Put your rabbit ears on. Listening is key in social media. There is a good chance on a national, or more likely a local level, that your brand is being talked about. You need to be responsive and monitor this chatter – more so for negative sentiment that could potentially go viral and threaten your brand’s reputation. In today’s online world things spread fast, really fast and people expect an answer in real-time. By virtue of using social media you are giving your customers an online customer service tool. When they have an issue, make no mistake about it: they will post it on Facebook or Twitter. A survey was recently conducted and it stated that 90 percent of disgruntled customers will stay with a company, so long as their complaint is resolved promptly. Even more amazing, 50 percent will become an advocate of your brand. Rather than being reactive, take a proactive approach and reward positive fan chatter. After all, these are your brand advocates. There are many free tools at your disposal for brand monitoring. Start by setting up Google Alerts; monitoring Twitter and Facebook. There are also paid brand monitoring solutions such as Radian6.
Don’t forget about a blog. Blogs are a core component of social media. The content from your blog can fuel your social media platforms and be the catalyst for conversations. The bigger aspect of blogging is the ability to brand your organization as authoritative experts. Blogs are also good instruments for creating fresh content, content that search engines love. Your blog should add value to its community and not be overly self promotional. It should also have a variety of multimedia. Photos, YouTube videos and even podcasts can be used as blog content. Ask your readers questions, answer comments and be as authentic and transparent as possible. And don’t forget to give your blog some personality!
Don’t automate everything. There is only so much time in a day. You might be tempted to automate your social media activities – what I call a “set it and forget it approach”. Well, don’t do it! Facebook’s edgerank algorithm, the system it uses to determine what items populate your fans News Feed, actually demotes content that is posted to the system using automation. There certainly is a role for automation and it should be used sparingly, it should not take away from the fact social media is social!
Create a social media policy. Your organization probably has a communications policy in place, but what about a social media policy? There needs to be clearly defined guidelines for any employee using social media on the organization’s behalf.

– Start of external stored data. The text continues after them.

pub mod keys;
pub mod operations;
pub mod trees;

use serde::de::DeserializeOwned;
use serde::Serialize;
use sled::Db;
use thiserror::Error;

#[derive(Debug)]
pub struct Store {
    db: Db,
    pub learners: sled::Tree,
    pub topics: sled::Tree,
    pub concepts: sled::Tree,
    pub items: sled::Tree,
    pub attempts: sled::Tree,
    pub skills: sled::Tree,
    pub sessions: sled::Tree,
    pub skill_history: sled::Tree,
    // Secondary index trees
    pub learners_by_name: sled::Tree,
    pub concepts_by_topic: sled::Tree,
    pub attempts_by_time: sled::Tree,
    pub attempts_by_session: sled::Tree,
    pub correct_texts: sled::Tree,
    pub sessions_by_learner: sled::Tree,
}

#[derive(Debug, Error)]
pub enum StoreError {
    #[error("sled error: {0}")]
    Sled(#[from] sled::Error),
    #[error("serialization error: {0}")]
    Serialization(#[from] serde_json::Error),
    #[error("not found: entity={entity}, key={key}")]
    NotFound { entity: String, key: String },
    #[error("conflict: entity={entity}, key={key}")]
    Conflict { entity: String, key: String },
    #[error("CAS retry exhausted after {attempts} attempts: entity={entity}, key={key}")]
    CasRetryExhausted {
        entity: String,
        key: String,
        attempts: u32,
    },
    #[error("validation error: {0}")]
    Validation(String),
}

impl Store {
    pub fn open(sled_path: &str) -> Result<Self, StoreError> {
        let db = sled::open(sled_path)?;
        let learners = db.open_tree(trees::LEARNERS)?;
        let topics = db.open_tree(trees::TOPICS)?;
        let concepts = db.open_tree(trees::CONCEPTS)?;
        let items = db.open_tree(trees::ITEMS)?;
        let attempts = db.open_tree(trees::ATTEMPTS)?;
        let skills = db.open_tree(trees::SKILLS)?;
        let sessions = db.open_tree(trees::SESSIONS)?;
        let skill_history = db.open_tree(trees::SKILL_HISTORY)?;
        let learners_by_name = db.open_tree(trees::LEARNERS_BY_NAME)?;
        let concepts_by_topic = db.open_tree(trees::CONCEPTS_BY_TOPIC)?;
        let attempts_by_time = db.open_tree(trees::ATTEMPTS_BY_TIME)?;
        let attempts_by_session = db.open_tree(trees::ATTEMPTS_BY_SESSION)?;
        let correct_texts = db.open_tree(trees::CORRECT_TEXTS)?;
        let sessions_by_learner = db.open_tree(trees::SESSIONS_BY_LEARNER)?;

        Ok(Self {
            db,
            learners,
            topics,
            concepts,
            items,
            attempts,
            skills,
            sessions,
            skill_history,
            learners_by_name,
            concepts_by_topic,
            attempts_by_time,
            attempts_by_session,
            correct_texts,
            sessions_by_learner,
        })
    }

    pub fn flush(&self) -> Result<(), StoreError> {
        self.db.flush()?;
        Ok(())
    }

    pub fn raw_db(&self) -> &Db {
        &self.db
    }

    pub(crate) fn serialize<T: Serialize>(value: &T) -> Result<Vec<u8>, StoreError> {
        Ok(serde_json::to_vec(value)?)
    }

    pub(crate) fn deserialize<T: DeserializeOwned>(bytes: &[u8]) -> Result<T, StoreError> {
        Ok(serde_json::from_slice(bytes)?)
    }
}
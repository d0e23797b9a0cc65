use chrono::{DateTime, Utc};
use serde::{Deserialize, Serialize};

use crate::store::keys;
use crate::store::{Store, StoreError};

#[derive(Debug, Clone, Copy, PartialEq, Eq, Serialize, Deserialize)]
#[serde(rename_all = "snake_case")]
pub enum ItemType {
    Mcq,
    ShortAnswer,
    Problem,
}

impl ItemType {
    pub fn as_str(self) -> &'static str {
        match self {
            Self::Mcq => "mcq",
            Self::ShortAnswer => "short_answer",
            Self::Problem => "problem",
        }
    }
}

/// A generated question. Rows are write-once: never mutated after
/// acceptance.
#[derive(Debug, Clone, Serialize, Deserialize)]
#[serde(rename_all = "camelCase")]
pub struct Item {
    pub id: String,
    pub concept_id: String,
    pub content: String,
    pub item_type: ItemType,
    /// Ordered choices for mcq; absent otherwise.
    pub options: Option<Vec<String>>,
    pub correct_answer: String,
    pub explanation: Option<String>,
    /// ELO-scale difficulty the item was generated at.
    pub difficulty: f64,
    pub estimated_p_correct: f64,
    pub prompt_used: Option<String>,
    pub model_used: Option<String>,
    /// Inline SVG for locally generated visual items.
    #[serde(default)]
    pub svg: Option<String>,
    pub created_at: DateTime<Utc>,
}

impl Store {
    pub fn insert_item(&self, item: &Item) -> Result<(), StoreError> {
        let key = keys::item_key(&item.id);
        let bytes = Self::serialize(item)?;
        match self
            .items
            .compare_and_swap(key.as_bytes(), None::<&[u8]>, Some(bytes.as_slice()))?
        {
            Ok(()) => Ok(()),
            Err(_) => Err(StoreError::Conflict {
                entity: "item".to_string(),
                key,
            }),
        }
    }

    pub fn get_item(&self, item_id: &str) -> Result<Item, StoreError> {
        match self.items.get(keys::item_key(item_id).as_bytes())? {
            Some(raw) => Self::deserialize(&raw),
            None => Err(StoreError::NotFound {
                entity: "item".to_string(),
                key: item_id.to_string(),
            }),
        }
    }
}
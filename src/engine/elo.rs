//! ELO-style skill estimator with uncertainty decay.
//!
//! Core formulas:
//!   P(correct) = 1 / (1 + 10^((D - S) / scale))
//!   target D   = S + scale * log10(1/P_target - 1)
//!   delta      = K * (actual - expected)
//!   K          = base_K * (uncertainty / initial_uncertainty) * streak_bonus

use chrono::{DateTime, Utc};
use serde::{Deserialize, Serialize};

use crate::config::AdaptiveConfig;

/// Clamp applied to probabilities before logs and comparisons.
const P_EPSILON: f64 = 1e-6;

/// Rating range normalized into [0, 1] for the mastery blend.
const MASTERY_RATING_FLOOR: f64 = 400.0;
const MASTERY_RATING_SPAN: f64 = 1200.0;

/// Mastery blend weights: normalized rating vs recent accuracy.
const MASTERY_WEIGHT_RATING: f64 = 0.6;
const MASTERY_WEIGHT_RECENT: f64 = 0.4;

/// Correct-answer streak length that doubles the K-factor.
const STREAK_BONUS_THRESHOLD: u32 = 2;
const STREAK_BONUS: f64 = 2.0;

/// Calibration needs at least this many attempts on the concept.
const MIN_CALIBRATION_ATTEMPTS: usize = 3;

/// Per-learner, per-concept skill estimate.
#[derive(Debug, Clone, PartialEq, Serialize, Deserialize)]
#[serde(rename_all = "camelCase")]
pub struct SkillState {
    pub rating: f64,
    pub uncertainty: f64,
    pub mastery: f64,
    pub total_attempts: u32,
    pub correct_attempts: u32,
    pub last_updated: DateTime<Utc>,
}

impl SkillState {
    /// The state an absent skill row is equivalent to.
    pub fn initial(config: &AdaptiveConfig) -> Self {
        Self {
            rating: config.initial_skill_rating,
            uncertainty: config.initial_uncertainty,
            mastery: 0.0,
            total_attempts: 0,
            correct_attempts: 0,
            last_updated: Utc::now(),
        }
    }
}

/// Probability of a correct answer given skill rating and item difficulty.
/// Clamped away from {0, 1} so downstream logs stay finite.
pub fn probability(rating: f64, difficulty: f64, config: &AdaptiveConfig) -> f64 {
    let p = 1.0 / (1.0 + 10_f64.powf((difficulty - rating) / config.elo_scale_factor));
    p.clamp(P_EPSILON, 1.0 - P_EPSILON)
}

/// Item difficulty D such that P(correct) equals the configured target rate.
/// For P = 0.8: D = S + 400 * log10(0.25) = S - 241.
pub fn target_difficulty(rating: f64, config: &AdaptiveConfig) -> f64 {
    let p = config
        .target_success_rate
        .clamp(P_EPSILON, 1.0 - P_EPSILON);
    rating + config.elo_scale_factor * (1.0 / p - 1.0).log10()
}

/// Dynamic K-factor: aggressive while uncertain, doubled during a streak.
pub fn k_factor(uncertainty: f64, streak: u32, config: &AdaptiveConfig) -> f64 {
    let bonus = if streak >= STREAK_BONUS_THRESHOLD {
        STREAK_BONUS
    } else {
        1.0
    };
    config.base_k_factor * (uncertainty / config.initial_uncertainty) * bonus
}

/// Apply one attempt outcome to a skill state. Rating moves by
/// K * (actual - expected); uncertainty decays toward its floor.
/// Mastery is left for the caller, which knows the recent accuracy.
pub fn update(
    state: &SkillState,
    is_correct: bool,
    difficulty: f64,
    streak: u32,
    config: &AdaptiveConfig,
) -> SkillState {
    let expected = probability(state.rating, difficulty, config);
    let actual = if is_correct { 1.0 } else { 0.0 };
    let k = k_factor(state.uncertainty, streak, config);

    SkillState {
        rating: state.rating + k * (actual - expected),
        uncertainty: (state.uncertainty * config.uncertainty_decay).max(config.uncertainty_floor),
        mastery: state.mastery,
        total_attempts: state.total_attempts + 1,
        correct_attempts: state.correct_attempts + u32::from(is_correct),
        last_updated: Utc::now(),
    }
}

/// Mastery in [0, 1]: normalized rating blended with recent accuracy.
pub fn mastery(rating: f64, recent_accuracy: f64) -> f64 {
    let normalized = ((rating - MASTERY_RATING_FLOOR) / MASTERY_RATING_SPAN).clamp(0.0, 1.0);
    MASTERY_WEIGHT_RATING * normalized + MASTERY_WEIGHT_RECENT * recent_accuracy
}

pub fn is_mastered(mastery: f64, threshold: f64) -> bool {
    mastery >= threshold
}

/// Pull target difficulty toward the observed success rate on this concept.
/// Below three attempts the base target is returned untouched.
pub fn calibrate(
    base_target: f64,
    recent_accuracy: f64,
    attempts_on_concept: usize,
    config: &AdaptiveConfig,
) -> f64 {
    if attempts_on_concept < MIN_CALIBRATION_ATTEMPTS {
        return base_target;
    }
    base_target + config.calibration_gain * (recent_accuracy - config.target_success_rate)
}

#[cfg(test)]
mod tests {
    use super::*;

    fn cfg() -> AdaptiveConfig {
        AdaptiveConfig::default()
    }

    #[test]
    fn probability_half_at_equal_rating() {
        let c = cfg();
        assert!((probability(800.0, 800.0, &c) - 0.5).abs() < 1e-9);
    }

    #[test]
    fn probability_stays_in_open_interval() {
        let c = cfg();
        assert!(probability(800.0, 100_000.0, &c) > 0.0);
        assert!(probability(100_000.0, 800.0, &c) < 1.0);
    }

    #[test]
    fn target_difficulty_round_trips() {
        let c = cfg();
        let d = target_difficulty(800.0, &c);
        assert!((probability(800.0, d, &c) - 0.80).abs() < 1e-9);
        // At P = 0.8 the target sits roughly 241 points below the rating.
        assert!((d - (800.0 - 241.0)).abs() < 1.0);
    }

    #[test]
    fn correct_answer_raises_rating() {
        let c = cfg();
        let state = SkillState::initial(&c);
        let updated = update(&state, true, 600.0, 0, &c);
        assert!(updated.rating > state.rating);
        assert_eq!(updated.total_attempts, 1);
        assert_eq!(updated.correct_attempts, 1);
    }

    #[test]
    fn wrong_answer_lowers_rating() {
        let c = cfg();
        let state = SkillState::initial(&c);
        let updated = update(&state, false, 600.0, 0, &c);
        assert!(updated.rating < state.rating);
        assert_eq!(updated.correct_attempts, 0);
    }

    #[test]
    fn uncertainty_decays_ten_percent_with_floor() {
        let c = cfg();
        let state = SkillState::initial(&c);
        let updated = update(&state, true, 600.0, 0, &c);
        assert!((updated.uncertainty - 315.0).abs() < 1e-9);

        let mut s = state;
        for _ in 0..100 {
            s = update(&s, true, 600.0, 0, &c);
        }
        assert!((s.uncertainty - 50.0).abs() < 1e-9);
    }

    #[test]
    fn streak_doubles_k() {
        let c = cfg();
        assert_eq!(k_factor(350.0, 0, &c), 64.0);
        assert_eq!(k_factor(350.0, 1, &c), 64.0);
        assert_eq!(k_factor(350.0, 2, &c), 128.0);
        assert_eq!(k_factor(175.0, 5, &c), 64.0);
    }

    #[test]
    fn mastery_blend() {
        // Rating 1600 normalizes to 1.0; perfect recent accuracy gives 1.0.
        assert!((mastery(1600.0, 1.0) - 1.0).abs() < 1e-9);
        // Rating 400 normalizes to 0.0.
        assert!((mastery(400.0, 0.5) - 0.2).abs() < 1e-9);
        // Rating 1300 with 0.95 recent accuracy clears the 0.75 threshold.
        assert!(is_mastered(mastery(1300.0, 0.95), 0.75));
    }

    #[test]
    fn calibrate_needs_three_attempts() {
        let c = cfg();
        assert_eq!(calibrate(559.0, 0.2, 2, &c), 559.0);
        // 20pp below target at gain 500 lowers the target by 300.
        assert!((calibrate(559.0, 0.2, 3, &c) - (559.0 - 300.0)).abs() < 1e-9);
        // Above target pushes difficulty up.
        assert!(calibrate(559.0, 1.0, 10, &c) > 559.0);
    }
}
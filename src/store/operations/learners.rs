use chrono::{DateTime, Utc};
use serde::{Deserialize, Serialize};

use crate::store::keys;
use crate::store::{Store, StoreError};

#[derive(Debug, Clone, Serialize, Deserialize)]
#[serde(rename_all = "camelCase")]
pub struct Learner {
    pub id: String,
    pub name: String,
    pub created_at: DateTime<Utc>,
}

impl Store {
    /// Fetch the learner with this name, creating it on first sight.
    /// Names are unique case-insensitively.
    pub fn create_or_get_learner(&self, name: &str) -> Result<Learner, StoreError> {
        let trimmed = name.trim();
        if trimmed.is_empty() {
            return Err(StoreError::Validation("learner name is empty".to_string()));
        }

        let index_key = keys::learner_name_index_key(trimmed);
        if let Some(id_raw) = self.learners_by_name.get(index_key.as_bytes())? {
            let learner_id = String::from_utf8_lossy(&id_raw).to_string();
            return self.get_learner(&learner_id);
        }

        let learner = Learner {
            id: uuid::Uuid::new_v4().to_string(),
            name: trimmed.to_string(),
            created_at: Utc::now(),
        };

        // Claim the name index first; a concurrent creator that loses the
        // race reads back the winner's row.
        match self.learners_by_name.compare_and_swap(
            index_key.as_bytes(),
            None::<&[u8]>,
            Some(learner.id.as_bytes()),
        )? {
            Ok(()) => {}
            Err(_) => {
                if let Some(id_raw) = self.learners_by_name.get(index_key.as_bytes())? {
                    let learner_id = String::from_utf8_lossy(&id_raw).to_string();
                    return self.get_learner(&learner_id);
                }
                return Err(StoreError::Conflict {
                    entity: "learner".to_string(),
                    key: trimmed.to_string(),
                });
            }
        }

        self.learners.insert(
            keys::learner_key(&learner.id).as_bytes(),
            Self::serialize(&learner)?,
        )?;
        Ok(learner)
    }

    pub fn get_learner(&self, learner_id: &str) -> Result<Learner, StoreError> {
        match self.learners.get(keys::learner_key(learner_id).as_bytes())? {
            Some(raw) => Self::deserialize(&raw),
            None => Err(StoreError::NotFound {
                entity: "learner".to_string(),
                key: learner_id.to_string(),
            }),
        }
    }

    pub fn list_learners(&self) -> Result<Vec<Learner>, StoreError> {
        let mut learners = Vec::new();
        for entry in self.learners.iter() {
            let (_, raw) = entry?;
            learners.push(Self::deserialize::<Learner>(&raw)?);
        }
        learners.sort_by(|a, b| a.name.cmp(&b.name));
        Ok(learners)
    }
}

Employees should undergo any necessary training, understand best practices and most importantly realize that they are representatives of your brand, even though they may never speak to actual customers or shake someone’s hand. They also should understand the differences between personal and professional networking and how it relates to their employment.
In closing: You will learn by trial and error what works and doesn’t work. The core difference with social media is the two-way form of communication as opposed to traditional methods of marketing. The dialog will happen, and when it does, be prepared to join the conversation. Build your brand and build your community and rest of the pieces will fall into place.